Rainer is the co-founder of a new interdisciplinary performance collective in Berlin, Tonhain Kollektiv, which will debut in April 2024. A highlight of his previous season was leading a multidisciplinary exploration of the relationship between poetic language & forms and instrumental music with Harvard Professor of Anthropology Nicholas Harkness, which culminated in a Yellow Barn Artist Residency and a performance and presentation at Harvard University. This endeavor builds on Rainer’s work as co-founder of Project LENS, which started at Harvard in 2015 and featured collaborations with leading thinkers and artists of our time, such as Steven Pinker, the Parker Quartet, and Samuel Bak.

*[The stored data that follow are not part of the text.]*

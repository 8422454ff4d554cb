pub mod auth_client;
pub mod config;
pub mod session;
pub mod storage;
pub mod token;

pub use auth_client::AuthClientError;
pub use config::ConfigError;
pub use session::SessionError;
pub use storage::StorageError;
pub use token::TokenError;

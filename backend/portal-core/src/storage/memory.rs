use super::Storage;
use crate::error::StorageError;

use std::collections::HashMap;

/// Process-local storage. Nothing survives a restart.
#[derive(Debug, Clone, Default)]
pub struct MemoryStorage {
    entries: HashMap<String, String>,
}

impl MemoryStorage {
    pub fn new() -> Self {
        Self::default()
    }

    /// Seed an entry, for tests and ephemeral runs.
    pub fn with_entry(mut self, key: impl Into<String>, value: impl Into<String>) -> Self {
        self.entries.insert(key.into(), value.into());
        self
    }

    pub fn contains_key(&self, key: &str) -> bool {
        self.entries.contains_key(key)
    }
}

impl Storage for MemoryStorage {
    fn get(&self, key: &str) -> Result<Option<String>, StorageError> {
        Ok(self.entries.get(key).cloned())
    }

    fn set(&mut self, key: &str, value: &str) -> Result<(), StorageError> {
        self.entries.insert(key.to_string(), value.to_string());
        Ok(())
    }

    fn remove(&mut self, key: &str) -> Result<(), StorageError> {
        self.entries.remove(key);
        Ok(())
    }
}
use crate::ErrorLocation;

use thiserror::Error as ThisError;

#[derive(Debug, ThisError)]
pub enum RedactError {
    #[error("Serialization Error: {message} {location}")]
    Serialization {
        message: String,
        location: ErrorLocation,
    },
}
pub mod auth_client;
pub mod config;
pub mod error;
pub mod portal;
pub mod router;
pub mod session;
pub mod storage;
pub mod token;
pub mod views;

#[cfg(test)]
mod tests;

pub use auth_client::{AuthClient, AuthTransport, LoginResponseFormat};
pub use config::PortalConfig;
pub use portal::{Action, ActionOutcome, Portal};
pub use router::Route;
pub use session::SessionContext;
pub use storage::{FileStorage, MemoryStorage, Storage};
pub use token::{TokenVerifier, VerificationMode};

pub const APP_NAME: &str = "auth-portal";
pub const DEFAULT_API_HOST: &str = "localhost";
pub const DEFAULT_API_PORT: u16 = 4000;
pub const DEFAULT_API_URL: &str =
    const_format::concatcp!("http://", DEFAULT_API_HOST, ":", DEFAULT_API_PORT);
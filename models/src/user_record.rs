use crate::claims::null_as_default;
use crate::error::model_error::ModelError;
use crate::ErrorLocation;

use std::fmt;
use std::panic::Location;

use serde::{Deserialize, Serialize};

/// One row of the admin dashboard's user list.
#[derive(Debug, Clone, PartialEq, Eq, Serialize, Deserialize)]
pub struct UserRecord {
    pub username: String,
    #[serde(default, deserialize_with = "null_as_default")]
    pub role: String,
    #[serde(default, deserialize_with = "null_as_default")]
    pub permissions: Vec<String>,
}

impl UserRecord {
    pub fn new(
        username: impl Into<String>,
        role: impl Into<String>,
        permissions: impl IntoIterator<Item = impl Into<String>>,
    ) -> Self {
        Self {
            username: username.into(),
            role: role.into(),
            permissions: permissions.into_iter().map(Into::into).collect(),
        }
    }

    pub fn permissions_joined(&self) -> String {
        self.permissions.join(", ")
    }
}

impl fmt::Display for UserRecord {
    fn fmt(&self, f: &mut fmt::Formatter<'_>) -> fmt::Result {
        write!(
            f,
            "Username: {}, Role: {}, Permissions: {}",
            self.username,
            self.role,
            self.permissions_joined()
        )
    }
}

/// Parse a cached user list.
///
/// The cache must hold a JSON array of records. `null`, objects and bare
/// strings are rejected so the admin view can show a notice instead of
/// rendering garbage.
#[track_caller]
pub fn parse_user_list(json: &str) -> Result<Vec<UserRecord>, ModelError> {
    serde_json::from_str::<Vec<UserRecord>>(json).map_err(|e| ModelError::Parse {
        message: format!("Cached user list is not a JSON array of users: {e}"),
        location: ErrorLocation::from(Location::caller()),
    })
}
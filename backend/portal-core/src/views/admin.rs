use models::UserRecord;

/// Label of the selector's placeholder option.
pub const SELECT_PLACEHOLDER: &str = "Select a user";

/// Shown instead of the list when the cache cannot be read.
pub const UNREADABLE_CACHE_NOTICE: &str =
    "User list unavailable. Go back and open the Admin Dashboard again.";

#[derive(Debug, Clone, PartialEq, Eq)]
pub struct SelectOption {
    pub value: String,
    pub label: String,
}

/// Admin dashboard contents: the cached users and the current selection.
#[derive(Debug, Clone, Default, PartialEq, Eq)]
pub struct AdminView {
    pub users: Vec<UserRecord>,
    pub selected: String,
    pub notice: Option<String>,
}

impl AdminView {
    pub fn new(users: Vec<UserRecord>, selected: impl Into<String>) -> Self {
        Self {
            users,
            selected: selected.into(),
            notice: None,
        }
    }

    pub fn unavailable(selected: impl Into<String>) -> Self {
        Self {
            users: Vec::new(),
            selected: selected.into(),
            notice: Some(UNREADABLE_CACHE_NOTICE.to_string()),
        }
    }

    /// One line per user, in cache order.
    pub fn rows(&self) -> Vec<String> {
        self.users.iter().map(ToString::to_string).collect()
    }

    /// Placeholder first, then one option per user.
    pub fn options(&self) -> Vec<SelectOption> {
        std::iter::once(SelectOption {
            value: String::new(),
            label: SELECT_PLACEHOLDER.to_string(),
        })
        .chain(self.users.iter().map(|user| SelectOption {
            value: user.username.clone(),
            label: user.username.clone(),
        }))
        .collect()
    }

    /// Whether `value` is one of [`options`](Self::options), placeholder included.
    pub fn has_option(&self, value: &str) -> bool {
        value.is_empty() || self.users.iter().any(|user| user.username == value)
    }
}
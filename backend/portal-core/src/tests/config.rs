// Unit tests for PortalConfig.
// Tests that touch process environment are #[serial].

use crate::DEFAULT_API_URL;
use crate::auth_client::{AuthTransport, LoginResponseFormat};
use crate::config::{API_URL_ENV, PortalConfig};
use crate::error::ConfigError;
use crate::token::VerificationMode;

use serial_test::serial;
use tempfile::TempDir;

const TEST_SECRET_ENV: &str = "PORTAL_TEST_TOKEN_SECRET";

#[test]
fn given_empty_document_when_parsed_then_defaults_apply() {
    let config = PortalConfig::from_toml_str("").unwrap();

    assert_eq!(config, PortalConfig::default());
    assert_eq!(config.server.api_url, DEFAULT_API_URL);
    assert_eq!(config.server.request_timeout_secs, 30);
    assert_eq!(config.server.auth_transport, AuthTransport::BearerHeader);
    assert_eq!(config.token.verification, VerificationMode::DecodeOnly);
}

#[test]
fn given_full_document_when_parsed_then_every_field_is_read() {
    let toml = r#"
        version = 1

        [server]
        api_url = "https://auth.example.com"
        request_timeout_secs = 5
        auth_transport = "query_parameter"
        login_response = "delimited_text"

        [token]
        verification = "hs256"
        secret_env = "MY_SECRET"

        [storage]
        data_dir = "/tmp/portal-data"
    "#;

    let config = PortalConfig::from_toml_str(toml).unwrap();

    assert_eq!(config.server.api_url, "https://auth.example.com");
    assert_eq!(config.server.request_timeout().as_secs(), 5);
    assert_eq!(config.server.auth_transport, AuthTransport::QueryParameter);
    assert_eq!(config.server.login_response, LoginResponseFormat::DelimitedText);
    assert_eq!(config.token.verification, VerificationMode::Hs256);
    assert_eq!(config.token.secret_env, "MY_SECRET");
    assert_eq!(
        config.data_dir().unwrap(),
        std::path::PathBuf::from("/tmp/portal-data")
    );
}

#[test]
fn given_invalid_values_when_validated_then_validation_error() {
    let cases = [
        "version = 2",
        "[server]\napi_url = \"ftp://example.com\"",
        "[server]\nrequest_timeout_secs = 0",
        "[server]\nrequest_timeout_secs = 301",
        "[token]\nverification = \"hs256\"\nsecret_env = \"\"",
    ];

    for case in cases {
        let result = PortalConfig::from_toml_str(case);
        assert!(
            matches!(result, Err(ConfigError::ValidationError { .. })),
            "expected validation error for {case:?}, got {result:?}"
        );
    }
}

#[test]
fn given_malformed_toml_when_parsed_then_parse_error() {
    let result = PortalConfig::from_toml_str("[server\napi_url = ");

    assert!(matches!(result, Err(ConfigError::ParseError { .. })));
}

#[test]
fn given_missing_file_when_loaded_then_defaults() {
    let dir = TempDir::new().unwrap();

    let config = PortalConfig::load(dir.path()).unwrap();

    assert_eq!(config, PortalConfig::default());
}

/// **VALUE**: A saved config loads back unchanged and leaves no temp file.
///
/// **BUG THIS CATCHES**: Would catch a non-default enum being serialized in a
/// form the loader cannot read back.
#[test]
fn given_saved_config_when_loaded_then_values_match() {
    // GIVEN: A config with non-default values
    let dir = TempDir::new().unwrap();
    let mut config = PortalConfig::default();
    config.server.api_url = "http://127.0.0.1:9999".to_string();
    config.server.auth_transport = AuthTransport::QueryParameter;
    config.server.login_response = LoginResponseFormat::DelimitedText;

    // WHEN: Saving and loading again
    config.save(dir.path()).unwrap();
    let loaded = PortalConfig::load(dir.path()).unwrap();

    // THEN: Nothing was lost
    assert_eq!(loaded, config);
    assert!(!dir.path().join("portal.toml.tmp").exists());
}

#[test]
fn given_corrupt_file_when_loaded_then_parse_error_names_the_file() {
    let dir = TempDir::new().unwrap();
    std::fs::write(dir.path().join("portal.toml"), "version = \"one\"").unwrap();

    let result = PortalConfig::load(dir.path());

    match result {
        Err(ConfigError::ParseError { path, .. }) => {
            assert_eq!(path, dir.path().join("portal.toml"));
        }
        other => panic!("expected parse error, got {other:?}"),
    }
}

#[test]
#[serial]
fn given_api_url_env_when_overrides_applied_then_env_wins() {
    // SAFETY: serialized with every other env-mutating test
    unsafe { std::env::set_var(API_URL_ENV, "https://override.example.com") };

    let mut config = PortalConfig::default();
    let result = config.apply_env_overrides();

    unsafe { std::env::remove_var(API_URL_ENV) };

    result.unwrap();
    assert_eq!(config.server.api_url, "https://override.example.com");
}

#[test]
#[serial]
fn given_invalid_api_url_env_when_overrides_applied_then_validation_error() {
    unsafe { std::env::set_var(API_URL_ENV, "localhost:4000") };

    let mut config = PortalConfig::default();
    let result = config.apply_env_overrides();

    unsafe { std::env::remove_var(API_URL_ENV) };

    assert!(matches!(result, Err(ConfigError::ValidationError { .. })));
}

#[test]
#[serial]
fn given_hs256_without_secret_when_verifier_built_then_env_error() {
    unsafe { std::env::remove_var(TEST_SECRET_ENV) };

    let mut config = PortalConfig::default();
    config.token.verification = VerificationMode::Hs256;
    config.token.secret_env = TEST_SECRET_ENV.to_string();

    let result = config.token_verifier();

    match result {
        Err(ConfigError::EnvError { variable, .. }) => assert_eq!(variable, TEST_SECRET_ENV),
        Err(other) => panic!("expected env error, got {other:?}"),
        Ok(_) => panic!("expected env error, got a verifier"),
    }
}

#[test]
#[serial]
fn given_hs256_with_secret_when_verifier_built_then_mode_is_hs256() {
    unsafe { std::env::set_var(TEST_SECRET_ENV, "test-secret") };

    let mut config = PortalConfig::default();
    config.token.verification = VerificationMode::Hs256;
    config.token.secret_env = TEST_SECRET_ENV.to_string();
    let result = config.token_verifier();

    unsafe { std::env::remove_var(TEST_SECRET_ENV) };

    assert_eq!(result.unwrap().mode(), VerificationMode::Hs256);
}

#[test]
fn given_default_config_when_verifier_built_then_decode_only() {
    let verifier = PortalConfig::default().token_verifier().unwrap();

    assert_eq!(verifier.mode(), VerificationMode::DecodeOnly);
}
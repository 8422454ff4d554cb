use crate::error::storage::StorageError;

use common::ErrorLocation;

use models::ModelError;
use thiserror::Error as ThisError;

#[derive(Debug, ThisError)]
pub enum SessionError {
    #[error(transparent)]
    Storage(#[from] StorageError),

    #[error("Corrupt User Cache: {message} {location}")]
    CorruptCache {
        message: String,
        location: ErrorLocation,
        #[source]
        source: ModelError,
    },

    #[error("User Cache Serialization Error: {message} {location}")]
    CacheSerialize {
        message: String,
        location: ErrorLocation,
    },
}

Rainer particularly enjoys working with composers of our time, and has collaborated closely with Jörg Widmann, Sir James MacMillan, Reena Esmail, Lei Liang, and most recently, Dániel Péter Biró, on a multi-year exploration of his Spinoza-inspired work “Ethica” in Stavanger, Norway.

Rainer is frequently in demand as a chamber musician, and has performed at festivals such as Ravinia Steans Music Institute, Music@Menlo, Roman River Festival, Yellow Barn, Romsey Chamber Music Festival, HearAndNow Festival Amsterdam, Eggenfelden klassisch, Miesbach Kammermusikfestival, the Piatigorsky International Cello Festival, IMS Prussia Cove Open Chamber Music, the Trondheim Chamber Music Festival, and La Jolla SummerFest. He has also collaborated in performance with artists such as Robert Levin, the Neue Vocalsolisten Stuttgart, Thomas Riebl, Laurence Lesser, Cho-Liang Lin, Anthony Marwood, Donald and Vivian Weilerstein, and Kim Kashkashian.

Rainer was the recipient of the Silver Medal and the Artistic Encouragement Award at the 2017 Ima Hogg Competition in Houston, TX, resulting in a concerto debut with the Houston Symphony. And in 2015, Rainer made his concerto debut at Boston’s Jordan Hall with the NEC Philharmonia under Hugh Wolff. Rainer has also won the 2018 Performing Arts Competition of the Fine Arts Club of Pasadena and a Presser Graduate Award from the University of Southern California.

He began his studies in the Harvard-New England Conservatory Joint Program, through which he received his M.M. from New England Conservatory and his A.B. magna cum laude in Philosophy from Harvard, where he was one of only 24 students to be elected to Phi Beta Kappa as a junior and was named a John Harvard Scholar. Also during his time at Harvard, he was the recipient of the Lucy Allen Paton Prize for excellence in the humanities and fine arts, the Thomas T. Hoopes Prize for outstanding achievement on his senior thesis, “Human Rights and the Limits of Neutrality,” and an Artist Development Fellowship.

Rainer went on to receive an Artist Diploma at the University of Southern California’s Thornton School of Music and he is currently completing further graduate studies at the Universität der Künste Berlin. His study in Germany was generously supported by a Frank Huntington Beebe Fund Grant.

He has taken lessons and masterclasses from notable cellists such as David Geringas, Frans Helmerson, Steven Isserlis, Yo-Yo Ma, Laurence Lesser, Bernard Greenhouse, and Gary Hoffman. His principal teachers and mentors have included Jens Peter Maintz, Ralph Kirshbaum, Paul Katz, Mark Churchill, Robert Levin, Benjamin Zander, and Emmanuel Feldman. He also received a scholarship from the International Academy of Music in Liechtenstein and participated in the intensive music weeks and activities offered by the Academy.

Rainer is a passionate advocate of classical music as a force for social change and he is particularly involved in activism for human rights in North Korea. He has worked for Citizens' Alliance for North Korean Human Rights in Seoul and has given several fundraising concerts in both the U.S. and South Korea, helping to raise significant funds for various North Korean human rights-oriented projects.